▶ _DATA UNDER STUDY_
----
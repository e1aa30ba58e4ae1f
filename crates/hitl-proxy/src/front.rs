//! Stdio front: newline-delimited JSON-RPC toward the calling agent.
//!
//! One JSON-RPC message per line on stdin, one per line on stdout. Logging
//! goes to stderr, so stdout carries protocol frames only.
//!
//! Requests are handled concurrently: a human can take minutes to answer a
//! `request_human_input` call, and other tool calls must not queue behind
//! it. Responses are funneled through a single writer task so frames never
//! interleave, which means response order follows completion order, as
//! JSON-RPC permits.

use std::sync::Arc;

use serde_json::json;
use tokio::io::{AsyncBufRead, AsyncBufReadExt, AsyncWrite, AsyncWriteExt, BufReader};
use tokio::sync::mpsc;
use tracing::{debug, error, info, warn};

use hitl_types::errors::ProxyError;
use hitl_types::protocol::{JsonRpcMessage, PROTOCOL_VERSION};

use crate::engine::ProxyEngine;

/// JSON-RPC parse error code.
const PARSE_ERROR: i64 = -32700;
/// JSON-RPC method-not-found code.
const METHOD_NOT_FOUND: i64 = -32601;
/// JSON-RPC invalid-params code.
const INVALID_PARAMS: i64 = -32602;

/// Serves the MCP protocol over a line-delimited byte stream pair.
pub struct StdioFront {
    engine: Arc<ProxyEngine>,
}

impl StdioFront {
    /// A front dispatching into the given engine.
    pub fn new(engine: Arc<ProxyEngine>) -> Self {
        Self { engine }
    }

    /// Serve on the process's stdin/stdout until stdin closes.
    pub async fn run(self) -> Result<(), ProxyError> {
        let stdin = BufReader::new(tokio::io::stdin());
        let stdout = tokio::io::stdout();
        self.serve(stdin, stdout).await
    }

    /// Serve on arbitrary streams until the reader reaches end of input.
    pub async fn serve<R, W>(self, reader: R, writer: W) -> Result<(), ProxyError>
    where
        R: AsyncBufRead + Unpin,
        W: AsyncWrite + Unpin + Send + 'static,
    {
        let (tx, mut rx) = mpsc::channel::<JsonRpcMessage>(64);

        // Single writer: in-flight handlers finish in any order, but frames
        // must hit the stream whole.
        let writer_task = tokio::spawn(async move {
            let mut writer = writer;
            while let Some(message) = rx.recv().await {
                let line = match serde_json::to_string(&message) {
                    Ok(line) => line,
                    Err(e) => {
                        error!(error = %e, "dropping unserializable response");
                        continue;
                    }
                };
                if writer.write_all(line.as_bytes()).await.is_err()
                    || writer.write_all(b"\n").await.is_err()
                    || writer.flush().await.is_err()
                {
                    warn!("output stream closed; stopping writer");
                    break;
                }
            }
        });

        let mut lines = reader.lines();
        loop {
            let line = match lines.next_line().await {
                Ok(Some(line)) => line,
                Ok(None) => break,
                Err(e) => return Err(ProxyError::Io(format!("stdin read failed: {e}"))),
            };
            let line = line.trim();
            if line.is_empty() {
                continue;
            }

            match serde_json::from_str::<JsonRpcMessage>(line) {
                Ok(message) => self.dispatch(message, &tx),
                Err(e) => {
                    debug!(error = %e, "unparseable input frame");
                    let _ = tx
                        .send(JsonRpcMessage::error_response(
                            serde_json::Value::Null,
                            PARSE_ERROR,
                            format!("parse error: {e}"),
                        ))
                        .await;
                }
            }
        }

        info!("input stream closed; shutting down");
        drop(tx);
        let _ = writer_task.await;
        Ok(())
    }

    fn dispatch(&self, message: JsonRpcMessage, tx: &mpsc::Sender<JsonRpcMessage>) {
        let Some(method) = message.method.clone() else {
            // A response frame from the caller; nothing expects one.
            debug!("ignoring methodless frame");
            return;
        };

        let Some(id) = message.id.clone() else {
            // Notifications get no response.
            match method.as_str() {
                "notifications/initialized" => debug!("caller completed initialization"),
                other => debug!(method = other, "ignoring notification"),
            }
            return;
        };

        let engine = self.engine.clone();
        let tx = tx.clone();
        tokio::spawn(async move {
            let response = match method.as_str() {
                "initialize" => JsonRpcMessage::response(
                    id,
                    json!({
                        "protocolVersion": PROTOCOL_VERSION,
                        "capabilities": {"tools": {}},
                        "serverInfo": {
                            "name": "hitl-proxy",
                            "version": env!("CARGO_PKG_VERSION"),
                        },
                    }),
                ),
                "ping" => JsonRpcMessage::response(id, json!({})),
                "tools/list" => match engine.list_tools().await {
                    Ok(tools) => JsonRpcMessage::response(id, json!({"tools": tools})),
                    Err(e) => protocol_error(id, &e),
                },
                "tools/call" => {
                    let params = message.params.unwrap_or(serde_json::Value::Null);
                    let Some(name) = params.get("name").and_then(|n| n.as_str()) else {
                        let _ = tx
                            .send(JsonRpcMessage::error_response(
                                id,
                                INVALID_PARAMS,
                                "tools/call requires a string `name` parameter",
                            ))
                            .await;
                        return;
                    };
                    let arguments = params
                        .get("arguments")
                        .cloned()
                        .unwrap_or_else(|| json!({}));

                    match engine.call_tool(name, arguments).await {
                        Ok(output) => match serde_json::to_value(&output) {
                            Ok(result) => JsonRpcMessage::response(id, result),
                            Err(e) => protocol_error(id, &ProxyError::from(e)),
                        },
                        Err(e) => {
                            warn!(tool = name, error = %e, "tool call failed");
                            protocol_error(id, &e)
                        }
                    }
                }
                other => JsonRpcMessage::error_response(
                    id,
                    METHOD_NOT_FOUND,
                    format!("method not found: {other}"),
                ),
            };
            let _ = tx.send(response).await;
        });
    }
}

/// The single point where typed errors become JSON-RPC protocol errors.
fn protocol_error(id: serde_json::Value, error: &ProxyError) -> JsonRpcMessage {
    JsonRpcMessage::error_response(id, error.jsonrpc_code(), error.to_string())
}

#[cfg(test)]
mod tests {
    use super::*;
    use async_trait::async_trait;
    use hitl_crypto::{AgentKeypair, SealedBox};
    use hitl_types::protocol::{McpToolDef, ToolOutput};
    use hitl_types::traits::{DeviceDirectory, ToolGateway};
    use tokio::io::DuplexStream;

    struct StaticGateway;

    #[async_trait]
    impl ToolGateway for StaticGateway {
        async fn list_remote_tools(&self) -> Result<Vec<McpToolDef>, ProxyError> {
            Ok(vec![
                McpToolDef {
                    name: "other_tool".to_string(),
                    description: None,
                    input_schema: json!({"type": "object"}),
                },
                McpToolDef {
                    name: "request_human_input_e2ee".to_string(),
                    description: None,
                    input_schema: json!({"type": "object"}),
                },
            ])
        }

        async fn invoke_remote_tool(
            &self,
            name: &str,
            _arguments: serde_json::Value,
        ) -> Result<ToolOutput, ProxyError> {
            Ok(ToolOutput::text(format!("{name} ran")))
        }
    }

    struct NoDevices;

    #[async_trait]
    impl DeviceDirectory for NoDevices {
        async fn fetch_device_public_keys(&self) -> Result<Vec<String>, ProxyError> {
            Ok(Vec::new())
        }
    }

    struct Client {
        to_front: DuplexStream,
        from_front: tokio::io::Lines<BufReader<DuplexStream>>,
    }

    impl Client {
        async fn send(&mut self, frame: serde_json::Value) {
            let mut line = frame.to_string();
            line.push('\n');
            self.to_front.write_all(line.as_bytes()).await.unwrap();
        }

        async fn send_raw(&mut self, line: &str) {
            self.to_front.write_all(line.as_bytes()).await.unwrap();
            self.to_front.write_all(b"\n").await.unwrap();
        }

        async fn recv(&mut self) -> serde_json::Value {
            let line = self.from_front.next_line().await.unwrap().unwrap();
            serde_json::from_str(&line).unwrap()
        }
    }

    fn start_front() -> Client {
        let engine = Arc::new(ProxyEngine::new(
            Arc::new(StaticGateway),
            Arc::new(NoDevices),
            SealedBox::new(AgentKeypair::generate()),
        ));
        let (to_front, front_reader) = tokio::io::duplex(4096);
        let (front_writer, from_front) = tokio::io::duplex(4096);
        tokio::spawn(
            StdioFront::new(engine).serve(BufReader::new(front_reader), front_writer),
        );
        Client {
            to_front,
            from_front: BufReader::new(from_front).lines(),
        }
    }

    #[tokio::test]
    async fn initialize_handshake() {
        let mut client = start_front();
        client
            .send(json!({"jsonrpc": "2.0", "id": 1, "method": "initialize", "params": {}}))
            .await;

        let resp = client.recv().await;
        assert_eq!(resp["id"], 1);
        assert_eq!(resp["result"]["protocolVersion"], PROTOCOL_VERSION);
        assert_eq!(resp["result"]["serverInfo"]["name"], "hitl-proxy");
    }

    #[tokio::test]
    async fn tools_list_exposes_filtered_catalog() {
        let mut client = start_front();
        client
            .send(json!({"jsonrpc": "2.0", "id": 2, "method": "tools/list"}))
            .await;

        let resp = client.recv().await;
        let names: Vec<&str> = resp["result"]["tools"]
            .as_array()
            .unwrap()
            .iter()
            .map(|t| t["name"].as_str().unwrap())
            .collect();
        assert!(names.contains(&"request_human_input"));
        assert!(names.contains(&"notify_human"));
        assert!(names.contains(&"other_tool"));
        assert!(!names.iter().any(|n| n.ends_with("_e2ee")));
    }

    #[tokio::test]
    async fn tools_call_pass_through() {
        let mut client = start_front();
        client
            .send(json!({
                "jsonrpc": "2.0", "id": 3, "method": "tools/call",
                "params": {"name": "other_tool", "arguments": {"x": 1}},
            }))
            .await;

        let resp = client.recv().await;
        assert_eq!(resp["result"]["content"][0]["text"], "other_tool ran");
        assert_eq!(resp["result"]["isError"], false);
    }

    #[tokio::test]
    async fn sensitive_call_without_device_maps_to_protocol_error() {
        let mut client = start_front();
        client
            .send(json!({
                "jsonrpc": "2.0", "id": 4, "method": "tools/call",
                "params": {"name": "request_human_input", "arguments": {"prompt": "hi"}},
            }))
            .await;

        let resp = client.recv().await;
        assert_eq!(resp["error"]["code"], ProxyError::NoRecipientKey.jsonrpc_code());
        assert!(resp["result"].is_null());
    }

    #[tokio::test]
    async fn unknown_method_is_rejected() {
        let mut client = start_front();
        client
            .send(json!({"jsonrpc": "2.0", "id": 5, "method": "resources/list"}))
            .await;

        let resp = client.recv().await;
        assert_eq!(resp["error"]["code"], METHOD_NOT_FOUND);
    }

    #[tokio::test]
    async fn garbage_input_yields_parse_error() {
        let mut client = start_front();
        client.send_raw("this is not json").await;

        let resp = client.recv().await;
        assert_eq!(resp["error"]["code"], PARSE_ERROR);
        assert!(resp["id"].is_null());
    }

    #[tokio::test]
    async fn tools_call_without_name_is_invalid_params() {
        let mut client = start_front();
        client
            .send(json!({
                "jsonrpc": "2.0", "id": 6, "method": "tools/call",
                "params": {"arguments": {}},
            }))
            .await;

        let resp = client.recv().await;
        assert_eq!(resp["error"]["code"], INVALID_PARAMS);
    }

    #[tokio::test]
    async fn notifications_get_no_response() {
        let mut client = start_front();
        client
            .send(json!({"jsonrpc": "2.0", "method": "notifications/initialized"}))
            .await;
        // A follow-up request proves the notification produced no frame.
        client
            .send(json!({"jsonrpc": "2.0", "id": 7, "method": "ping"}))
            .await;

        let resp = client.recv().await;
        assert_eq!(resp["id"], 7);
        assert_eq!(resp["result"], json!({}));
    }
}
----
▶ _AIM OF THE TASK_
Among the records above, repeat exactly the line with "Ok(Vec::new())", the line with "let (to_front, front_reader)", and every line in between, and only those.

▶ _TASK RESPONSE_
            Ok(Vec::new())
        }
    }

    struct Client {
        to_front: DuplexStream,
        from_front: tokio::io::Lines<BufReader<DuplexStream>>,
    }

    impl Client {
        async fn send(&mut self, frame: serde_json::Value) {
            let mut line = frame.to_string();
            line.push('\n');
            self.to_front.write_all(line.as_bytes()).await.unwrap();
        }

        async fn send_raw(&mut self, line: &str) {
            self.to_front.write_all(line.as_bytes()).await.unwrap();
            self.to_front.write_all(b"\n").await.unwrap();
        }

        async fn recv(&mut self) -> serde_json::Value {
            let line = self.from_front.next_line().await.unwrap().unwrap();
            serde_json::from_str(&line).unwrap()
        }
    }

    fn start_front() -> Client {
        let engine = Arc::new(ProxyEngine::new(
            Arc::new(StaticGateway),
            Arc::new(NoDevices),
            SealedBox::new(AgentKeypair::generate()),
        ));
        let (to_front, front_reader) = tokio::io::duplex(4096);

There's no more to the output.